3. La tercera cuestión decisiva que creo debe tenerse presente, y que sólo tímidamente he apuntado en las consideraciones precedentes, es la siguiente: no se trata propiamente de que la sociedad, en sus dinámicas políticas y cívicas, esté atenta a asumir la realización de los derechos de las víctimas a la vez que se abre a procesos de construcción de paz, porque en ese caso las víctimas como tales son convertidas en sujetos pasivos; se trata de que las víctimas mismas ocupen en todo ello el lugar que les corresponde pasando a ser reconocidas como sujetos activos en su condición de víctimas. Con ello entramos en el tema de la iniciativa pública de éstas.

Para abordarlo es importante hacer la distinción entre nivel prepartidario y nivel partidario del debate socio-político. El primero cubre todas aquellas cuestiones que expresando el universal de los derechos humanos, son condición para la democracia y el pluralismo. El segundo remite al debate en torno a les expresiones políticas concretas de pluralismo, respecto a las que se toma partido; de cara a nuestro tema son especialmente relevantes las que tienen que ver con la delimitación de la identidad nacional.
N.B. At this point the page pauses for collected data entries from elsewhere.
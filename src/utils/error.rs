use thiserror::Error;

#[derive(Error, Debug)]
pub enum PetAgeError {
    #[error("Birth date is required")]
    MissingBirthDate,

    #[error("Invalid birth date '{value}': {reason}")]
    InvalidBirthDate { value: String, reason: String },

    #[error("Birth date {birth_date} is in the future")]
    FutureBirthDate { birth_date: chrono::NaiveDate },

    #[error("Unknown size category: {value}")]
    UnknownSizeCategory { value: String },

    #[error("IO error: {0}")]
    IoError(#[from] std::io::Error),

    #[error("TOML parsing error: {0}")]
    TomlDeError(#[from] toml::de::Error),

    #[error("TOML serialization error: {0}")]
    TomlSerError(#[from] toml::ser::Error),

    #[error("CSV processing error: {0}")]
    CsvError(#[from] csv::Error),

    #[error("Serialization error: {0}")]
    SerializationError(#[from] serde_json::Error),

    #[error("Configuration validation failed for '{field}': {message}")]
    ConfigValidationError { field: String, message: String },

    #[error("Invalid value '{value}' for '{field}': {reason}")]
    InvalidConfigValueError {
        field: String,
        value: String,
        reason: String,
    },

    #[error("Preference store error: {message}")]
    StorageError { message: String },
}

#[derive(Debug, Clone, Copy, PartialEq, Eq)]
pub enum ErrorCategory {
    Validation,
    Configuration,
    Storage,
    Processing,
}

#[derive(Debug, Clone, Copy, PartialEq, Eq, PartialOrd, Ord)]
pub enum ErrorSeverity {
    Low,
    Medium,
    High,
    Critical,
}

impl ErrorSeverity {
    /// 根據錯誤嚴重程度決定退出碼
    pub fn exit_code(self) -> i32 {
        match self {
            Self::Low => 0,
            Self::Medium => 2,
            Self::High => 1,
            Self::Critical => 3,
        }
    }
}

impl PetAgeError {
    pub fn category(&self) -> ErrorCategory {
        match self {
            Self::MissingBirthDate
            | Self::InvalidBirthDate { .. }
            | Self::FutureBirthDate { .. }
            | Self::UnknownSizeCategory { .. } => ErrorCategory::Validation,
            Self::ConfigValidationError { .. }
            | Self::InvalidConfigValueError { .. }
            | Self::TomlDeError(_) => ErrorCategory::Configuration,
            Self::IoError(_) | Self::TomlSerError(_) | Self::StorageError { .. } => {
                ErrorCategory::Storage
            }
            Self::CsvError(_) | Self::SerializationError(_) => ErrorCategory::Processing,
        }
    }

    pub fn severity(&self) -> ErrorSeverity {
        match self.category() {
            // 使用者輸入錯誤，重新輸入即可
            ErrorCategory::Validation => ErrorSeverity::Medium,
            ErrorCategory::Configuration | ErrorCategory::Processing => ErrorSeverity::High,
            ErrorCategory::Storage => ErrorSeverity::Critical,
        }
    }

    /// 是否為表單驗證錯誤 (顯示在結果區的那種)
    pub fn is_validation(&self) -> bool {
        self.category() == ErrorCategory::Validation
    }

    pub fn recovery_suggestion(&self) -> String {
        match self {
            Self::MissingBirthDate => "Pass the birth date with --birth YYYY-MM-DD".to_string(),
            Self::InvalidBirthDate { .. } => {
                "Use the YYYY-MM-DD format, e.g. --birth 2020-05-17".to_string()
            }
            Self::FutureBirthDate { .. } => {
                "Check the birth date, or the --as-of date if one was given".to_string()
            }
            Self::UnknownSizeCategory { .. } => {
                "Use one of: small, medium, large".to_string()
            }
            Self::IoError(_) | Self::StorageError { .. } => {
                "Check that the preference file location is writable (--store)".to_string()
            }
            Self::TomlSerError(_) => "Report this as a bug".to_string(),
            Self::TomlDeError(_)
            | Self::ConfigValidationError { .. }
            | Self::InvalidConfigValueError { .. } => {
                "Fix the configuration file or override the value on the command line".to_string()
            }
            Self::CsvError(_) => {
                "Make sure the CSV has a name,birth_date,size header row".to_string()
            }
            Self::SerializationError(_) => "Try --format text instead".to_string(),
        }
    }

    pub fn user_friendly_message(&self) -> String {
        match self {
            Self::MissingBirthDate => "Please choose a birth date.".to_string(),
            Self::FutureBirthDate { .. } => "Birth date cannot be in the future.".to_string(),
            Self::InvalidBirthDate { value, .. } => {
                format!("'{}' is not a valid birth date.", value)
            }
            Self::UnknownSizeCategory { value } => {
                format!("'{}' is not a known size category.", value)
            }
            Self::IoError(e) => format!("Could not read or write a file: {}", e),
            Self::StorageError { message } => {
                format!("Could not access saved preferences: {}", message)
            }
            other => other.to_string(),
        }
    }
}

pub type Result<T> = std::result::Result<T, PetAgeError>;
Pues bien, las víctimas del terrorismo están en una situación compleja respecto a esta distinción. Son víctimas precisamente porque se han quebrantado sus derechos como humanos, con lo que la victimación en cuanto tal y la exigencia de justicia que emana de ella debe ser situada en el nivel político prepartidario. Pero, por otro lado, no puede olvidarse que la violencia que han sufrido es de motivación partidaria –nacionalista vasca en el caso de ETA- y que con mucha frecuencia la han sufrido por sus compromisos partidarios –en general no nacionalistas vascos-.

Estas circunstancias empujan espontáneamente a la confusión de niveles, a la confusión y entremezclado de conflictos (violento e identitario). Por difícil que sea, creo que, tanto de cara a la paz como de cara a la justificación de las diversas intervenciones y alianzas entre colectivos, se impone una adecuada distinción tanto de niveles como de conflictos, que, por otro lado, no debe ignorar sus conexiones fácticas. Aquí no nos toca concretar esto para los partidos políticos, sino para las víctimas y su iniciativa socio-política.
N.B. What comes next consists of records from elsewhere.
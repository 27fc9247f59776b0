// Adapters layer: concrete preference stores.

pub mod local_store;
pub mod memory_store;
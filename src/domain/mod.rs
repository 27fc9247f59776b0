// Domain layer: size tables, records, preferences and the store port.

pub mod model;
pub mod ports;
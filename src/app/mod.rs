// Application layer: dispatches parsed commands onto the core.

pub mod runner;

pub use runner::{default_command, execute};
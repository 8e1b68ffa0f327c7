use serde::{Deserialize, Serialize};

/// Tuning knobs for [`EventAnalysis`](crate::EventAnalysis).
///
/// Missing fields fall back to their defaults when deserialized, so a config file
/// only needs to list what it overrides.
///
/// ```
/// use sysmetrics_analysis::AnalysisConfig;
///
/// let config: AnalysisConfig = serde_json::from_str(r#"{ "response_time_bins": 8 }"#).unwrap();
/// assert_eq!(config.response_time_bins, 8);
/// assert_eq!(config.cv_moderate_max, 30.0);
/// ```
#[derive(Debug, Clone, PartialEq, Serialize, Deserialize)]
#[serde(default)]
pub struct AnalysisConfig {
    /// Number of equal-width bins in the response-time histogram.
    pub response_time_bins: usize,
    /// Highest coefficient of variation (%) still considered homogeneous.
    pub cv_homogeneous_max: f64,
    /// Highest coefficient of variation (%) still considered moderately dispersed.
    pub cv_moderate_max: f64,
}

impl AnalysisConfig {
    pub const DEFAULT_RESPONSE_TIME_BINS: usize = 12;
}

impl Default for AnalysisConfig {
    fn default() -> Self {
        Self {
            response_time_bins: Self::DEFAULT_RESPONSE_TIME_BINS,
            cv_homogeneous_max: 15.0,
            cv_moderate_max: 30.0,
        }
    }
}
Respecto a este protagonismo de las víctimas, creo que pueden defenderse las siguientes propuestas, que, de todos modos, es importante dialogar con las propias víctimas. En primer lugar, hay que reconocerles pleno derecho para situar sus intervenciones tanto en el ámbito prepartidario como en el partidario. En segundo lugar, hay que reconocerles también una autoridad moral especial (para estimular el procedimentalismo democrático, no para sustituirlo) cuando se sitúan en el nivel prepartidario, sobre todo a la hora de determinar y llevar a cabo las exigencias de la justicia y en especial las tres primeras. En tercer lugar, se les puede pedir que disciernan coherentemente en sus luchas lo que es prepartidario de lo que es partidario, para remitir la victimación sustantivamente a lo primero. En cuarto lugar, cuando intervienen concretamente en el ámbito educativo, algo necesario que todos debemos estimular, debe pedírseles que se remitan únicamente al nivel prepartidario. En quinto lugar, cuando se sitúan en el nivel partidario en el debate social, tienen que ser consideradas con la autoridad cívica del resto de los ciudadanos, aunque hay que estar atentos para discernir en su lucha partidaria (por ejemplo cuando una víctima de ETA combate el nacionalismo vasco en cuanto tal) críticas al enfoque contrario que son en realidad desvelamiento de su no cumplimiento de algunas exigencias de lo prepartidario.

Acabo subrayando que es precisamente este protagonismo ajustado de las víctimas el que, como condición necesaria aunque no suficiente, nos permitirá abordar con honestidad moral y con solidez la búsqueda de la justicia y la paz en el afrontamiento de la conflictividad política vasca.